== EXERCISE PROMPT ==
Exactly retype the lines of the material from its first line to the line with "reliability contract of", including both.

== INFORMATION PROVIDED ==
• • • •
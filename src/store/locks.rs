//! Named advisory locks.
//!
//! A lock is a row in the `locks` table: present means held. There is no
//! owner token, no lease, and no expiry — a crashed holder leaks the lock
//! until someone releases it. That is the documented reliability contract of
//! an advisory lock; callers wanting timeouts layer them on top.

use rusqlite::{params, Connection};

use crate::error::Result;

/// Try to take the named lock. Returns `true` iff this call created the row.
/// Single atomic conditional insert; never blocks.
pub fn acquire(conn: &Connection, name: &str) -> Result<bool> {
    let now = chrono::Utc::now().timestamp();
    let inserted = conn.execute(
        "INSERT OR IGNORE INTO locks (name, acquired_at) VALUES (?1, ?2)",
        params![name, now],
    )? == 1;
    tracing::debug!(name, acquired = inserted, "lock acquire");
    Ok(inserted)
}

/// Release the named lock. Returns `true` iff a row was actually removed;
/// releasing an unheld lock is a no-op reporting `false`, not an error.
pub fn release(conn: &Connection, name: &str) -> Result<bool> {
    let removed = conn.execute("DELETE FROM locks WHERE name = ?1", params![name])? == 1;
    tracing::debug!(name, released = removed, "lock release");
    Ok(removed)
}
//! Module policy graphs and bounded-neighborhood ("Atlas Frame") extraction.

pub mod extract;
pub mod frame;
pub mod policy;

pub use extract::{extract_neighborhood, Neighborhood};
pub use frame::{build_atlas_frame, AtlasEdge, AtlasFrame, EdgeRelation};
pub use policy::{AdjacencyGraph, ModulePolicy, PolicyGraph, PolicySource};
use schemars::JsonSchema;
use serde::{Deserialize, Serialize};

use crate::store::types::FactScope;

#[derive(Debug, Serialize, Deserialize, JsonSchema)]
pub struct StoreFactParams {
    #[schemars(
        description = "Fact kind: 'repo_scan', 'dep_graph', 'dep_score', 'plan', 'merge_order', 'gate_result', 'artifact', 'note', 'frame', or 'atlas_frame'"
    )]
    pub kind: String,

    #[schemars(description = "Addressable scope: repo, commit, and optional path/symbol")]
    pub scope: FactScope,

    #[schemars(description = "Digest of the inputs that produced this payload")]
    pub inputs_hash: String,

    #[schemars(
        description = "The fact payload. Plain JSON, or {ciphertext, iv} when sealed=true."
    )]
    pub payload: serde_json::Value,

    #[schemars(
        description = "Set true when the payload is caller-encrypted {ciphertext, iv}; the server never decrypts it"
    )]
    pub sealed: Option<bool>,

    #[schemars(description = "Producer's confidence in the observation, 0.0 to 1.0")]
    pub confidence: Option<f64>,

    #[schemars(description = "Seconds until expiry (min 60). Omit for an immortal fact.")]
    pub ttl_seconds: Option<i64>,

    #[schemars(description = "Optional identity of the producing agent")]
    pub actor: Option<String>,

    #[schemars(description = "Fact ids this observation refers to")]
    pub refs: Option<Vec<String>>,
}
• • • •
== SOLUTION FOR THIS TASK ==
filename src/store/locks.rs
//! Named advisory locks.
//!
//! A lock is a row in the `locks` table: present means held. There is no
//! owner token, no lease, and no expiry — a crashed holder leaks the lock
//! until someone releases it. That is the documented reliability contract of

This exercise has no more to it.